A bit of impropriety was crucial for survival around here.

Evidently satisfied by what he saw (or did not see), Llewthron drew back and rapped once on the door.

There was a pause.

“Yeeeeesssss?” a voice from within finally drawled.  Lhaenit’s blank stillness subtly changed tenor as she went utterly still, the learned reaction of a rabbit which had heard a wolf’s call.  Norovena liked to think he revealed no outward sign of the shiver that ran down his spine.  The voice was…replete.  Relaxed and satisfied.  Which suggested its owner was safer at the moment than otherwise, but he only sounded like that in the aftermath of something…

Something they were now going to have to see.

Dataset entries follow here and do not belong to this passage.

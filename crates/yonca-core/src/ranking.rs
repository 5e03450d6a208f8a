//! Ranking and urgency bucketing.

use crate::types::{RecommendationAction, RecommendationResponse};

/// Sort by urgency score, highest first. Ties keep evaluation order.
pub fn rank(actions: &mut [RecommendationAction]) {
    actions.sort_by(|a, b| b.urgency_score.cmp(&a.urgency_score));
}

/// Move ranked actions into the response's urgency buckets.
///
/// Relative order is preserved inside each bucket.
pub fn group(ranked: Vec<RecommendationAction>, response: &mut RecommendationResponse) {
    for action in ranked {
        response.bucket_mut(action.urgency).push(action);
    }
}

#[cfg(test)]
mod tests {
    use super::*;
    use crate::types::{FarmType, RecommendationRequest, Region, UrgencyLevel, WeatherData};
    use chrono::{Local, NaiveDate};

    fn action(id: &str, urgency: UrgencyLevel, score: i64) -> RecommendationAction {
        RecommendationAction {
            rule_id: id.to_string(),
            name_az: String::new(),
            name_en: String::new(),
            category: "test".to_string(),
            urgency,
            urgency_score: score,
            message_az: String::new(),
            message_en: String::new(),
            action_type: "info".to_string(),
            action_details: None,
            timing_az: None,
        }
    }

    fn ids(actions: &[RecommendationAction]) -> Vec<&str> {
        actions.iter().map(|a| a.rule_id.as_str()).collect()
    }

    #[test]
    fn test_rank_descending_and_stable() {
        let mut actions = vec![
            action("a", UrgencyLevel::Low, 20),
            action("b", UrgencyLevel::High, 80),
            action("c", UrgencyLevel::Medium, 50),
            action("d", UrgencyLevel::High, 80),
        ];
        rank(&mut actions);
        assert_eq!(ids(&actions), vec!["b", "d", "c", "a"]);
    }

    #[test]
    fn test_group_into_buckets() {
        let request = RecommendationRequest::new(
            FarmType::Wheat,
            Region::Aran,
            NaiveDate::from_ymd_opt(2025, 6, 2).unwrap(),
            WeatherData::new(25.0, 50.0),
        );
        let mut response = RecommendationResponse::empty(&request, Local::now());

        let mut actions = vec![
            action("m1", UrgencyLevel::Medium, 40),
            action("c1", UrgencyLevel::Critical, 95),
            action("m2", UrgencyLevel::Medium, 60),
            action("i1", UrgencyLevel::Info, 10),
        ];
        rank(&mut actions);
        group(actions, &mut response);

        assert_eq!(ids(&response.critical_alerts), vec!["c1"]);
        assert_eq!(ids(&response.medium_priority), vec!["m2", "m1"]);
        assert_eq!(ids(&response.info), vec!["i1"]);
        assert!(response.high_priority.is_empty());
        assert!(response.low_priority.is_empty());
    }

    #[test]
    fn test_label_and_score_are_independent() {
        let mut actions = vec![
            action("low_but_urgent", UrgencyLevel::Low, 99),
            action("critical_but_low_score", UrgencyLevel::Critical, 5),
        ];
        rank(&mut actions);
        assert_eq!(ids(&actions), vec!["low_but_urgent", "critical_but_low_score"]);
    }
}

Llewthron pulled the door open and, pausing only to gather up Norovena with an authoritative glance, stepped inside.  The captain followed him, closing the door after.

It said something about the Aelthwyns, the first ominous hint about their…issues…that they had rearranged their suite so that their bed was in the large antechamber just inside the door, right where anyone entering would come upon what should have been the most private part of their residence.  He very much did not want to know what they had stashed away in the actually private rooms beyond.  Now, this space was brightly lit, pleasantly aired out, and in fact rather cold due to one of the windows being cracked despite the frigid weather, an unpleasant breeze fighting against the asauthec braziers.  That seemed incongruous, to him.  Maybe it was just that narrative cliches ran thick in his Fflyr blood, but this place felt as if it ought to have been dark, dank, and stuffy.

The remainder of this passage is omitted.